--- ACTIVITY ---
Could you copy, exactly as written, every line from the first line of the records through the one containing "fn default() ->"?

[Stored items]
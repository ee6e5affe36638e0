//! # Contexto Compartido
//! src/server/context.rs
//!
//! Estado que comparten todos los workers: el store de archivos (con su
//! guard) y los límites de lectura. Se construye una vez y se comparte
//! como `Arc<ServerContext>`; no hay estado global implícito.

use crate::config::Config;
use crate::http::Limits;
use crate::rio::DEFAULT_BUFFER_SIZE;
use crate::storage::FileStore;

/// Contexto de solo lectura (salvo el guard de archivos)
#[derive(Debug)]
pub struct ServerContext {
    storage: FileStore,
    limits: Limits,
    buffer_size: usize,
}

impl ServerContext {
    pub fn new(storage: FileStore, limits: Limits, buffer_size: usize) -> Self {
        Self {
            storage,
            limits,
            buffer_size,
        }
    }

    /// Construye el contexto desde la configuración del CLI
    pub fn from_config(config: &Config) -> Self {
        Self::new(
            FileStore::new(&config.directory),
            config.limits(),
            config.buffer_size,
        )
    }

    pub fn storage(&self) -> &FileStore {
        &self.storage
    }

    pub fn limits(&self) -> Limits {
        self.limits
    }

    /// Capacidad del `RioReader` de cada conexión
    pub fn buffer_size(&self) -> usize {
        self.buffer_size
    }

    /// Contexto con un directorio temporal propio, para tests
    #[cfg(test)]
    pub(crate) fn for_tests() -> Self {
        use std::sync::atomic::{AtomicUsize, Ordering};

        static COUNTER: AtomicUsize = AtomicUsize::new(0);

        let dir = std::env::temp_dir().join(format!(
            "rio_httpd_ctx_{}_{}",
            std::process::id(),
            COUNTER.fetch_add(1, Ordering::SeqCst)
        ));
        let storage = FileStore::new(dir);
        storage.ensure_root().expect("temp dir");

        Self::new(storage, Limits::default(), DEFAULT_BUFFER_SIZE)
    }
}

impl Default for ServerContext {
    fn default() -> Self {
        Self::new(FileStore::new("./files"), Limits::default(), DEFAULT_BUFFER_SIZE)
    }
}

--- EXPECTED ANSWER ---
repository ee6e5affe36638e0
//! # Contexto Compartido
//! src/server/context.rs
//!
//! Estado que comparten todos los workers: el store de archivos (con su
//! guard) y los límites de lectura. Se construye una vez y se comparte
//! como `Arc<ServerContext>`; no hay estado global implícito.

use crate::config::Config;
use crate::http::Limits;
use crate::rio::DEFAULT_BUFFER_SIZE;
use crate::storage::FileStore;

/// Contexto de solo lectura (salvo el guard de archivos)
#[derive(Debug)]
pub struct ServerContext {
    storage: FileStore,
    limits: Limits,
    buffer_size: usize,
}

impl ServerContext {
    pub fn new(storage: FileStore, limits: Limits, buffer_size: usize) -> Self {
        Self {
            storage,
            limits,
            buffer_size,
        }
    }

    /// Construye el contexto desde la configuración del CLI
    pub fn from_config(config: &Config) -> Self {
        Self::new(
            FileStore::new(&config.directory),
            config.limits(),
            config.buffer_size,
        )
    }

    pub fn storage(&self) -> &FileStore {
        &self.storage
    }

    pub fn limits(&self) -> Limits {
        self.limits
    }

    /// Capacidad del `RioReader` de cada conexión
    pub fn buffer_size(&self) -> usize {
        self.buffer_size
    }

    /// Contexto con un directorio temporal propio, para tests
    #[cfg(test)]
    pub(crate) fn for_tests() -> Self {
        use std::sync::atomic::{AtomicUsize, Ordering};

        static COUNTER: AtomicUsize = AtomicUsize::new(0);

        let dir = std::env::temp_dir().join(format!(
            "rio_httpd_ctx_{}_{}",
            std::process::id(),
            COUNTER.fetch_add(1, Ordering::SeqCst)
        ));
        let storage = FileStore::new(dir);
        storage.ensure_root().expect("temp dir");

        Self::new(storage, Limits::default(), DEFAULT_BUFFER_SIZE)
    }
}

impl Default for ServerContext {
    fn default() -> Self {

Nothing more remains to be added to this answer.